11-20, 16:10–16:15 (Pacific/Auckland), WG403
Workflow demonstration converting 20GB+ raster datasets like GEDTM30 global DEM to H3 hexagonal grids at resolution 12. Complete pipeline uses GDAL, DuckDB, and GeoParquet for QGIS visualization. Benefits include eliminated projection boundaries, consistent global coverage, and scalable OGC REST API with O(1) retrieval performance for modern cloud-native workflows
This lightning talk demonstrates a practical workflow for converting raster data (like 20GB+ DEM datasets such as GEDTM30 global 1-arc-second (~30m or ~900m²) Digital Terrain Model) to H3 Discrete Global Grid Systems (DGGS) with resolution 12 (around ~300m²),enabling global spatial analysis minimising projection distortions. H3 provides much more consistent spatial partitioning compared to traditional raster projections, especially at global scales, with less proportional distortion (closer to the poles) compared to square pixels in Web Mercator or other commonly used projections.
The presentation showcases a complete pipeline: H3 hashes parquet file → Raster reading to H3 parquet → Parquet storage and processing (using GDAL + DuckDB) → Parquet to Geopackage conversion → QGIS visualization. Using the GEDTM30 global DEM as example data, pixel values are mapped to H3 cells at specified resolution and stored efficiently in columnar format, then converted to GeoParquet for seamless visualization workflows. When deployed as a OGC REST API, single H3 hash requests achieve near-constant time O(1) cell data retrieval, enabling the system to scale to massive datasets while maintaining consistent per-request performance.
Key benefits include eliminated projection edge effects, consistent global hexagonal coverage, hierarchical multi-scale analysis, and compatibility with modern cloud-native geospatial tools. Attendees will see live demonstrations of H3 tools, practical code examples, performance comparisons and usage of a H3 REST API as data source on a local calculation workflow. This approach transforms how we handle large-scale geospatial raster data, making global analysis more accessible and accurate.

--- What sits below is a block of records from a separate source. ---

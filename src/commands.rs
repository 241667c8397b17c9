use crate::address::{Address, DestAddr, read_dest_addr};
use crate::protocol::{AddressType, Command, RSV, ReplyCode, Version};
use anyhow::{Result, anyhow, bail};
use std::io;
use std::time::Duration;
use tokio::io::{AsyncRead, AsyncReadExt, AsyncWrite, AsyncWriteExt};
use tokio::net::TcpStream;

/// CommandRequest represents a parsed client connection request.
/// Immutable once parsed
#[derive(Debug, Clone, PartialEq)]
pub struct CommandRequest {
    pub command: Command,
    pub dest: DestAddr,
}

/// read_command_request parses a SOCKS5 command request from the client
pub async fn read_command_request<S>(stream: &mut S) -> Result<CommandRequest>
where
    S: AsyncRead + Unpin,
{
    // SOCKS5 request format
    // +----+-----+-------+------+----------+----------+
    // |VER | CMD |  RSV  | ATYP | DST.ADDR | DST.PORT |
    // +----+-----+-------+------+----------+----------+
    // | 1  |  1  | X'00' |  1   | Variable |    2     |
    // +----+-----+-------+------+----------+----------+

    // Instantiate a request buffer & read
    let mut reqbuf = [0u8; 3];
    stream.read_exact(&mut reqbuf).await?;

    // Parse
    let version = reqbuf[0];
    let command = reqbuf[1];
    // Not retrieving RSV (RESERVED) -> 0x00

    // Ensure version is 0x05 -> SOCKS5
    if version != Version::SOCKS5 as u8 {
        bail!("[ERR] not SOCKS5");
    }

    let command =
        Command::from_byte(command).ok_or_else(|| anyhow!("[ERR] unknown command: {command:#04x}"))?;

    // Parse destination address and port
    let dest = read_dest_addr(stream).await?;

    Ok(CommandRequest { command, dest })
}

/// dial opens the outbound connection to the requested destination,
/// bounded by a connect timeout
pub async fn dial(dest: &DestAddr, connect_timeout: Duration) -> io::Result<TcpStream> {
    match tokio::time::timeout(connect_timeout, TcpStream::connect(dest.to_string())).await {
        Ok(result) => result,
        Err(_) => Err(io::Error::new(
            io::ErrorKind::TimedOut,
            format!("connect to {dest} timed out"),
        )),
    }
}

/// reply_code_for maps an outbound connect error to a SOCKS5 reply code
pub fn reply_code_for(e: &io::Error) -> ReplyCode {
    match e.kind() {
        io::ErrorKind::ConnectionRefused => ReplyCode::ConnectionRefused,
        io::ErrorKind::HostUnreachable => ReplyCode::HostUnreachable,
        io::ErrorKind::NetworkUnreachable => ReplyCode::NetworkUnreachable,
        io::ErrorKind::TimedOut => ReplyCode::TtlExpired,
        _ => ReplyCode::ServerFailure,
    }
}

/// encode_reply builds a SOCKS5 reply. On success the originally requested
/// address is echoed as the bound address; on failure `addr` is None and the
/// reply carries the requested address type with a zero/empty placeholder
pub fn encode_reply(
    reply_code: ReplyCode,
    addr_type: AddressType,
    addr: Option<&Address>,
    port: u16,
) -> Vec<u8> {
    // SOCKS5 reply format
    // +----+-----+-------+------+----------+----------+
    // |VER | REP |  RSV  | ATYP | BND.ADDR | BND.PORT |
    // +----+-----+-------+------+----------+----------+
    // | 1  |  1  | X'00' |  1   | Variable |    2     |
    // +----+-----+-------+------+----------+----------+

    let mut reply = vec![
        Version::SOCKS5 as u8,
        reply_code as u8,
        RSV,
        addr_type as u8,
    ];

    match addr {
        Some(Address::IPv4(ip)) => reply.extend_from_slice(&ip.octets()),
        Some(Address::IPv6(ip)) => reply.extend_from_slice(&ip.octets()),
        Some(Address::DomainName(domain)) => {
            reply.push(domain.len() as u8);
            reply.extend_from_slice(domain.as_bytes());
        }
        // Placeholder bound address for failure replies
        None => match addr_type {
            AddressType::IPv4 => reply.extend_from_slice(&[0u8; 4]),
            AddressType::IPv6 => reply.extend_from_slice(&[0u8; 16]),
            AddressType::DomainName => reply.push(0),
        },
    }

    reply.extend_from_slice(&port.to_be_bytes());
    reply
}

/// send_reply writes a SOCKS5 reply to the client
pub async fn send_reply<S>(
    stream: &mut S,
    reply_code: ReplyCode,
    addr_type: AddressType,
    addr: Option<&Address>,
    port: u16,
) -> Result<()>
where
    S: AsyncWrite + Unpin,
{
    let reply = encode_reply(reply_code, addr_type, addr, port);
    stream.write_all(&reply).await?;
    Ok(())
}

Jorge S. Mendes de Jesus is an Agronomist and geoinformatics specialist with a PhD in Geography and Sustainable Development from Ben-Gurion University. He has extensive experience in spatial data infrastructures, having worked at the Joint Research Center (ISPRA) as an OGC web service developer, Plymouth Marine Laboratory on remote sensing applications, and ISRIC on major projects including SoilGrids and WOCAT. Jorge currently runs TerraOps - Innovations (https://terraops.org), providing Geo-as-a-Service solutions and REST API development for geospatial data using the OSGeo stack. His expertise spans Python programming, Kubernetes deployment, and spatial data analysis for agricultural and environmental applications.